[Start of section]
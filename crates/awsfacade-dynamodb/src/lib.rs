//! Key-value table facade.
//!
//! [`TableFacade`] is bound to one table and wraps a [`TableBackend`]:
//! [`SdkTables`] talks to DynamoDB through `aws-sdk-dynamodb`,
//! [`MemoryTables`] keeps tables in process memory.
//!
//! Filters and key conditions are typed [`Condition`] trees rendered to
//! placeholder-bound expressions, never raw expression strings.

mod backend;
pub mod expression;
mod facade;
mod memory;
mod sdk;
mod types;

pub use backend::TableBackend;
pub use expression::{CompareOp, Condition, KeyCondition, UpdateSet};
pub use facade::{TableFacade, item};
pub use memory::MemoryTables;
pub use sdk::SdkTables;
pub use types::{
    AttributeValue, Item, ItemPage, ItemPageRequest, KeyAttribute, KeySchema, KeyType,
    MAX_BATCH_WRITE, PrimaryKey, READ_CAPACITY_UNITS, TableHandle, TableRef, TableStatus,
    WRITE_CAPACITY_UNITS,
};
[End of section]
[Start of section]
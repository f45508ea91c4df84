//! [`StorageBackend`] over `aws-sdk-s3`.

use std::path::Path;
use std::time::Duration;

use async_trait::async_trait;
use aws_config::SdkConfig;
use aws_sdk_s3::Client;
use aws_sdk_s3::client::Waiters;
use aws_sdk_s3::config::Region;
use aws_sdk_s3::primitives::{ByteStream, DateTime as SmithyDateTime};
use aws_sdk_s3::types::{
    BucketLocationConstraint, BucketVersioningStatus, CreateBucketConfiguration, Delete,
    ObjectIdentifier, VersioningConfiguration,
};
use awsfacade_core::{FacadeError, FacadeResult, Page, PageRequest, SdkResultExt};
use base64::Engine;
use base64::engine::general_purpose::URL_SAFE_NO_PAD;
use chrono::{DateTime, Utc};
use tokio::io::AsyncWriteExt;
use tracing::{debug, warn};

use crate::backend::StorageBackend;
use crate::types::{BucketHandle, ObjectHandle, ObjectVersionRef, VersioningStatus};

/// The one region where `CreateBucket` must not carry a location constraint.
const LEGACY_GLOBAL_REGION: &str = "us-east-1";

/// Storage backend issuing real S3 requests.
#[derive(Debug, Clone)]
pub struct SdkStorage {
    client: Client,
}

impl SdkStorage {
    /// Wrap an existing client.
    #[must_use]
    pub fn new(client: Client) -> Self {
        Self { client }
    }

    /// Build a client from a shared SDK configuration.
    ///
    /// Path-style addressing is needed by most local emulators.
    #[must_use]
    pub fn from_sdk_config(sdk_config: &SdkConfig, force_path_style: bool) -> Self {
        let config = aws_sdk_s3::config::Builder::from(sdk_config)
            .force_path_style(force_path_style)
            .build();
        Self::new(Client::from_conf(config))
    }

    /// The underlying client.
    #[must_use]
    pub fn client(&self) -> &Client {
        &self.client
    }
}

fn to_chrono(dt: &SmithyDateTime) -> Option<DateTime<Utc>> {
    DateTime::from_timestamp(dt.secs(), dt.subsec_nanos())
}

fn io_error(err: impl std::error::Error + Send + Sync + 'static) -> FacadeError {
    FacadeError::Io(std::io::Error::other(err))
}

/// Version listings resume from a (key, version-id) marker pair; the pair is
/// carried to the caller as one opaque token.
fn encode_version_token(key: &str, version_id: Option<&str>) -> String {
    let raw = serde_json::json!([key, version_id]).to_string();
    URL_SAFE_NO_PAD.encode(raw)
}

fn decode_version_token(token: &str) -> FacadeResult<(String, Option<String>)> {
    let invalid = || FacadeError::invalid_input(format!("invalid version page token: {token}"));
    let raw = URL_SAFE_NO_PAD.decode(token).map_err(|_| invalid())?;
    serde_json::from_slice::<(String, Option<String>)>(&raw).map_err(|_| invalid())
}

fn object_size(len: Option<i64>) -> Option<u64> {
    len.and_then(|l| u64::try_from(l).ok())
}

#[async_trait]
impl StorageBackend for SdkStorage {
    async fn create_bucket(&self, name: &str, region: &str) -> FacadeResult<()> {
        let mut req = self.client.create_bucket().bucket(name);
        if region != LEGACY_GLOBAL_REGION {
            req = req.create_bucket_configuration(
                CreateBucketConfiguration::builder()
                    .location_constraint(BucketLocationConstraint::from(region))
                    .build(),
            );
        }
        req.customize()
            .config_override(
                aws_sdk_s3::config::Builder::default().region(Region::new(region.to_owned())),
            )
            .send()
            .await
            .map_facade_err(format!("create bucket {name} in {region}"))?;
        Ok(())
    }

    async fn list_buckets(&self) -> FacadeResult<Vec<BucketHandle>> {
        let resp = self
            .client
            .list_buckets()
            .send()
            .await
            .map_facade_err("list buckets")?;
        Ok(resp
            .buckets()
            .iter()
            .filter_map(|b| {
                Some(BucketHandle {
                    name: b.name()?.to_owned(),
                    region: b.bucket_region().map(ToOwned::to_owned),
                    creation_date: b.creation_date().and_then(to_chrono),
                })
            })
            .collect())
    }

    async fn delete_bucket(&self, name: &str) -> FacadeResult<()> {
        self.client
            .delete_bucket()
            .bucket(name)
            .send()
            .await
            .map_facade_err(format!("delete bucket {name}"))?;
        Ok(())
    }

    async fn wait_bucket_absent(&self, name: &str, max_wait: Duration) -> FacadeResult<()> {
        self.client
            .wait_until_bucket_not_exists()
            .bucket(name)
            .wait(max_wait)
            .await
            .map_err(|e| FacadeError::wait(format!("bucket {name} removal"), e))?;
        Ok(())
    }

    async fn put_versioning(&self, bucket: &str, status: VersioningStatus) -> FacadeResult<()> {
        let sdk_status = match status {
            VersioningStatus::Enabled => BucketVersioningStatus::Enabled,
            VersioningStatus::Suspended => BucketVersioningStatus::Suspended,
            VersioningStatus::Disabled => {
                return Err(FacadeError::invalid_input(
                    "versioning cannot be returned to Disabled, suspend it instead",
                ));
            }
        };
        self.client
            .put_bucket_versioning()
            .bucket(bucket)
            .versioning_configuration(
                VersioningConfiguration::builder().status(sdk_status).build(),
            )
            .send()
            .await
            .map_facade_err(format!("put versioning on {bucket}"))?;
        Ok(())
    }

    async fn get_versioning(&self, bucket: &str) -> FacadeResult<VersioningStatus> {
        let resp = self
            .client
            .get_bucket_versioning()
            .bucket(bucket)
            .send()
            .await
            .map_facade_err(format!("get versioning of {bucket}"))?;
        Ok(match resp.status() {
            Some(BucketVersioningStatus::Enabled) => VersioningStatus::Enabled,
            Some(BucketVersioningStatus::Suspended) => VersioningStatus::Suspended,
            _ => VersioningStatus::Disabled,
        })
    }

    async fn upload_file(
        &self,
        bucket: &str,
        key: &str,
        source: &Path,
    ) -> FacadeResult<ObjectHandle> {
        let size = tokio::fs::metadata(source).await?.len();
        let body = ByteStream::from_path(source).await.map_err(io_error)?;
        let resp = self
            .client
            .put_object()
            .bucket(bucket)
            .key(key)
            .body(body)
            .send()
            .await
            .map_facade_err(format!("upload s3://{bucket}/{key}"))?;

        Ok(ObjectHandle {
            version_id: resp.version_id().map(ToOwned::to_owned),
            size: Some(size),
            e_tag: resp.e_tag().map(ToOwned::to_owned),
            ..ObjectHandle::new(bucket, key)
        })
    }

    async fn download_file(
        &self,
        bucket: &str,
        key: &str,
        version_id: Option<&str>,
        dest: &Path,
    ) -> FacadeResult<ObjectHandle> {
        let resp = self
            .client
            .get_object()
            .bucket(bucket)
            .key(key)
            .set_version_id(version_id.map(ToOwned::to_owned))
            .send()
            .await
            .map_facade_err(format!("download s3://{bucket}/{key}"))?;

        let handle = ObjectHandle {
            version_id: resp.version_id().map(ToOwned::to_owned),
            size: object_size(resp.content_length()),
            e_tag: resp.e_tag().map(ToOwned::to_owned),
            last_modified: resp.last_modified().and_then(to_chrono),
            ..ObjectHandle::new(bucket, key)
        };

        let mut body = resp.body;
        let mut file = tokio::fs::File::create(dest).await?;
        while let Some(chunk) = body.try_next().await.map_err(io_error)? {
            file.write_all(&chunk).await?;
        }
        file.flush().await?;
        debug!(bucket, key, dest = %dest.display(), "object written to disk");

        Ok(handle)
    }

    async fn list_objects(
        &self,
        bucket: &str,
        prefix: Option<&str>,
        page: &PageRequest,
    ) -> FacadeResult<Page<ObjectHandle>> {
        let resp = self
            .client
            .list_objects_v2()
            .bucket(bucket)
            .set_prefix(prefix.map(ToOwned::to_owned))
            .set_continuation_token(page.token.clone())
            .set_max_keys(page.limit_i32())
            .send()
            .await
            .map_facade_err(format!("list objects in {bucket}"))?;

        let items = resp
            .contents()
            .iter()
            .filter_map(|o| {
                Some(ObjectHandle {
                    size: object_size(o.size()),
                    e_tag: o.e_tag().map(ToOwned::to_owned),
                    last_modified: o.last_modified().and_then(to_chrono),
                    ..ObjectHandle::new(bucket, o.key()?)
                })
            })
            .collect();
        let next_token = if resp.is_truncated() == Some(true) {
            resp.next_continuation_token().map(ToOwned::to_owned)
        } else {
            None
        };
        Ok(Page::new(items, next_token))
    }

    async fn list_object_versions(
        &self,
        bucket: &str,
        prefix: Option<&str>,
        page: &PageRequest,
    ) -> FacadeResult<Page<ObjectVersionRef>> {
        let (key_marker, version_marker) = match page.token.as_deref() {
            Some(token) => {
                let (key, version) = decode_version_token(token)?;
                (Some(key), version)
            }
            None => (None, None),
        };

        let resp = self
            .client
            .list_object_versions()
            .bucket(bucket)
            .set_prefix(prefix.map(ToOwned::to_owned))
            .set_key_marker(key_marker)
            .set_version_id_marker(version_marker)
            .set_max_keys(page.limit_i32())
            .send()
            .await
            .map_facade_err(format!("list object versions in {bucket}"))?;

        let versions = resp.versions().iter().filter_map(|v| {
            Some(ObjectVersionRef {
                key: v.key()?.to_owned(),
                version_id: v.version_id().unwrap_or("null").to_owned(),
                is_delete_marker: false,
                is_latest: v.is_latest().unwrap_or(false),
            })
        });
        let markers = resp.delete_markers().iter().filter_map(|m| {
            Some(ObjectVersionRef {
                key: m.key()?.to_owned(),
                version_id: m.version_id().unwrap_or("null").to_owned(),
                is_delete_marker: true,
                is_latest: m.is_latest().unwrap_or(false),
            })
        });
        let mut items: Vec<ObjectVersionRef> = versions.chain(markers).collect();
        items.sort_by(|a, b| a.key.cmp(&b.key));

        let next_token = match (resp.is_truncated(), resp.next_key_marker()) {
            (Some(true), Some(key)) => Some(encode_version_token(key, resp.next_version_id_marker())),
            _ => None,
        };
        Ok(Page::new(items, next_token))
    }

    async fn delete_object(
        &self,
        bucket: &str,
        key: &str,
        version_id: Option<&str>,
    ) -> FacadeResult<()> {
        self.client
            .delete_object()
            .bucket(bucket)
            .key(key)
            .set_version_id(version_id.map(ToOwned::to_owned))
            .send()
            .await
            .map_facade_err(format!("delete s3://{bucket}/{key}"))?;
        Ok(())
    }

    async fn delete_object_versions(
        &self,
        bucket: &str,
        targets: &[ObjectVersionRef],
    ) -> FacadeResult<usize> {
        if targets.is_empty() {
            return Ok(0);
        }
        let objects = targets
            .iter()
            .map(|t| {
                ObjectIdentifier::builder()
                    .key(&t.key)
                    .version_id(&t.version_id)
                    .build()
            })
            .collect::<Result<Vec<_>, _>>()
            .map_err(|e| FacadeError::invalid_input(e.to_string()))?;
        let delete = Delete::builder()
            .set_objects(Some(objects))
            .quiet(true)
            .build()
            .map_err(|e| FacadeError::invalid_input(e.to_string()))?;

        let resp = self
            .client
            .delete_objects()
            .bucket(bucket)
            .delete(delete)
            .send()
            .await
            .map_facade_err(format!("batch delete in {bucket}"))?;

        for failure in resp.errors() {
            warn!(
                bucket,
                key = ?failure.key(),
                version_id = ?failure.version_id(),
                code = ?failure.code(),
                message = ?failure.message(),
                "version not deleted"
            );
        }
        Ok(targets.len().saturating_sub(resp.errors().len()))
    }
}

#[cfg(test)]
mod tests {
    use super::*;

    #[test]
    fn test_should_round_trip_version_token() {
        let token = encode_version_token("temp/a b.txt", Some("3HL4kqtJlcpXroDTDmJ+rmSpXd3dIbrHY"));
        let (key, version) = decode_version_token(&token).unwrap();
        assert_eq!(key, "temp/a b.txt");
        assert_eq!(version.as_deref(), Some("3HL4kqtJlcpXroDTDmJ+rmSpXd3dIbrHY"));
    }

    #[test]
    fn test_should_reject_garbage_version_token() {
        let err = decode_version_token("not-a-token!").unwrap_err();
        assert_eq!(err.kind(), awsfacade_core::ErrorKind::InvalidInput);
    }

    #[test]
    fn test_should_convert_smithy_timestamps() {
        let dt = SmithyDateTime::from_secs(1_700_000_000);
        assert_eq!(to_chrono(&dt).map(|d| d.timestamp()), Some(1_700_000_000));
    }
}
[End of section]
[Start of section]
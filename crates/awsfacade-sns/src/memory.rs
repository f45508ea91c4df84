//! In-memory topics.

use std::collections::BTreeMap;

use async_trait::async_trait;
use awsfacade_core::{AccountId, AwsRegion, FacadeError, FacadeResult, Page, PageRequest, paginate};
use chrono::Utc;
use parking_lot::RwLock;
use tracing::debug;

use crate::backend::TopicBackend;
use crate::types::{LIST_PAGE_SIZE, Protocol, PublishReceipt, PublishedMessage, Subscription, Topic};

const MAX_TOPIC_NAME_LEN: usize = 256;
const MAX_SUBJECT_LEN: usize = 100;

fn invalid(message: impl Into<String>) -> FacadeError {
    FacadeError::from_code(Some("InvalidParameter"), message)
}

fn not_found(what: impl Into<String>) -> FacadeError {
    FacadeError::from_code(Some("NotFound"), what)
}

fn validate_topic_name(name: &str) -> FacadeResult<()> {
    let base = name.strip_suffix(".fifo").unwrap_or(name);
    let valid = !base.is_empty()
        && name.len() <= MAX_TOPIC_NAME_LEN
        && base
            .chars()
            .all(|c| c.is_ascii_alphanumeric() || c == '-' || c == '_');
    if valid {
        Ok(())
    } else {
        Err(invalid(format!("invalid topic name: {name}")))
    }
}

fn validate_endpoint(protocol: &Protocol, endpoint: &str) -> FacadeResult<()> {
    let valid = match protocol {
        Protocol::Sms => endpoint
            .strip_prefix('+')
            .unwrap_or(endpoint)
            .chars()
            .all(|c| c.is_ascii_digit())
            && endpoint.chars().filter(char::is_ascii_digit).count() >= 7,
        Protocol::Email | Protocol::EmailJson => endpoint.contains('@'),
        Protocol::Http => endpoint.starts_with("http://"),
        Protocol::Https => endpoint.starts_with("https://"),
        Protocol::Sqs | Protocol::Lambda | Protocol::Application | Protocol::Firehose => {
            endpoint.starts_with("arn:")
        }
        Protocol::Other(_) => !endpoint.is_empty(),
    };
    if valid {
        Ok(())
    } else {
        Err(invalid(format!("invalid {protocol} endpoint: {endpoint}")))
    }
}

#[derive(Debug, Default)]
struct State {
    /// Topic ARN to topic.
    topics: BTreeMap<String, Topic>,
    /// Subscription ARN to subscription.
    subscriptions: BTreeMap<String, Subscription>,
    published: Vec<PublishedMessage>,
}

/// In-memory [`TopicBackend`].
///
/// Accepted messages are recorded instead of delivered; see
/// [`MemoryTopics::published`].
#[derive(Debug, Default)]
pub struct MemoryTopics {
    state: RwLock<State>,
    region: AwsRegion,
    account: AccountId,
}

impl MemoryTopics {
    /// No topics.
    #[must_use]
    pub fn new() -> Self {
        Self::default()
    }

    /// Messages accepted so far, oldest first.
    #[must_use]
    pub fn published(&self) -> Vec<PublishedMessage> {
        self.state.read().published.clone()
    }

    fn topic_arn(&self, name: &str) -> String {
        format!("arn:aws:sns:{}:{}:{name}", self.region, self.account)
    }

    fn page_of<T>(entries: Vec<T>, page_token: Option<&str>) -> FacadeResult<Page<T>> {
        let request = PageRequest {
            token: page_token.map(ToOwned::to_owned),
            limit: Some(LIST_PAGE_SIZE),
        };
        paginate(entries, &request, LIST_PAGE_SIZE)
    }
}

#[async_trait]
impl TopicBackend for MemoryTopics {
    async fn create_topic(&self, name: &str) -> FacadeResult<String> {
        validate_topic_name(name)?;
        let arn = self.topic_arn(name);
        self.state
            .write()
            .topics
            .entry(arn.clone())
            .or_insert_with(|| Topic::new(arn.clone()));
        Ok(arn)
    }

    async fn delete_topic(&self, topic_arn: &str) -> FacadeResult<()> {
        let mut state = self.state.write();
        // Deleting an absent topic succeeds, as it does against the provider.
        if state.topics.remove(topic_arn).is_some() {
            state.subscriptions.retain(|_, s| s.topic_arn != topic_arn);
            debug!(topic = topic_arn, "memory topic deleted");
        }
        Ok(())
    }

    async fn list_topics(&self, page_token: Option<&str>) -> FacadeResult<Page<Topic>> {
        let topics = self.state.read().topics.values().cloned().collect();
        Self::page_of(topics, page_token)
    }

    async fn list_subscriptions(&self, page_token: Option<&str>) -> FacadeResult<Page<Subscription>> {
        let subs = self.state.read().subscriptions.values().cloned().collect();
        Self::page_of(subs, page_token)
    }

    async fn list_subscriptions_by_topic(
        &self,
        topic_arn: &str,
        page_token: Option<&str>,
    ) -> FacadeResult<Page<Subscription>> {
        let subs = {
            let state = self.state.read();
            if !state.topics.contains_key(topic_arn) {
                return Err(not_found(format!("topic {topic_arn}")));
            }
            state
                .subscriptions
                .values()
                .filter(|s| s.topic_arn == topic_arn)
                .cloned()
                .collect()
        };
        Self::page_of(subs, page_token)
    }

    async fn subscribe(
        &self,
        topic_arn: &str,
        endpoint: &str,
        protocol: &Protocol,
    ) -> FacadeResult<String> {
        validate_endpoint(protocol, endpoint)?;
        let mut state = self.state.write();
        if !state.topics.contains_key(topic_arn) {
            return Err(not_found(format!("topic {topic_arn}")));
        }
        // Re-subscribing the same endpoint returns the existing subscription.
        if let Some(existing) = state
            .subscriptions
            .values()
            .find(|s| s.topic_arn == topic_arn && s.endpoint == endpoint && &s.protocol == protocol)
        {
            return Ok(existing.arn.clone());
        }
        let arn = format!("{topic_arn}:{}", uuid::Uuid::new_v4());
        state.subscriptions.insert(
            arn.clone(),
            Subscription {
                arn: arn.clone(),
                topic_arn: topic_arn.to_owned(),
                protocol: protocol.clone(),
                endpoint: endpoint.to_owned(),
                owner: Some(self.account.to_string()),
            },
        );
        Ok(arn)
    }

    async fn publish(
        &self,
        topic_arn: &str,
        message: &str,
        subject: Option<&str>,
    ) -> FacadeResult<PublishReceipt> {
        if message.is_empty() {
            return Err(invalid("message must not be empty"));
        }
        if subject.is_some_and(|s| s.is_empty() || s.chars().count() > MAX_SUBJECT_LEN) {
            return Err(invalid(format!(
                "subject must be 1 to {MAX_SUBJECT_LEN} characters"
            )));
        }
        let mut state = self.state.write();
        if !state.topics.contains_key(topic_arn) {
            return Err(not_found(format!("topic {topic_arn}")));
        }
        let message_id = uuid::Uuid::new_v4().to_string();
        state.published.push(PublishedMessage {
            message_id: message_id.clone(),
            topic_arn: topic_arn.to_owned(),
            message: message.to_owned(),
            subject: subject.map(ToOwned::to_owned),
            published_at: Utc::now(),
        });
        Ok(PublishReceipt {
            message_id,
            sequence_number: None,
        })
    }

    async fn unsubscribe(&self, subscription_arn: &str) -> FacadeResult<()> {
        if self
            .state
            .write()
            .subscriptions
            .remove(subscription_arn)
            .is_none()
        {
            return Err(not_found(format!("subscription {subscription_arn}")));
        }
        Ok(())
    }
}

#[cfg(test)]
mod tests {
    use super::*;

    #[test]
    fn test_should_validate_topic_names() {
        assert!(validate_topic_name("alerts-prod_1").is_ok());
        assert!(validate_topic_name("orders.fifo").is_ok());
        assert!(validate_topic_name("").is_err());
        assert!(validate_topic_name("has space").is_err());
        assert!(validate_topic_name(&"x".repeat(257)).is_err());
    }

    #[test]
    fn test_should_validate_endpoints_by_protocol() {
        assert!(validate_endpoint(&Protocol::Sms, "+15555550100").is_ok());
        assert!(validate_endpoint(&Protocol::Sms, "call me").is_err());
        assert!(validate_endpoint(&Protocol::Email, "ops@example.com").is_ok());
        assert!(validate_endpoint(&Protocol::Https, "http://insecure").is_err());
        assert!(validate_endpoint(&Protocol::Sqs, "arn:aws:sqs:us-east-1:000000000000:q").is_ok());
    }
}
[End of section]
_WORK REQUIRED:_ Give every line of the material that includes the string "entries".

_WORKED SOLUTION:_
    fn page_of<T>(entries: Vec<T>, page_token: Option<&str>) -> FacadeResult<Page<T>> {
        paginate(entries, &request, LIST_PAGE_SIZE)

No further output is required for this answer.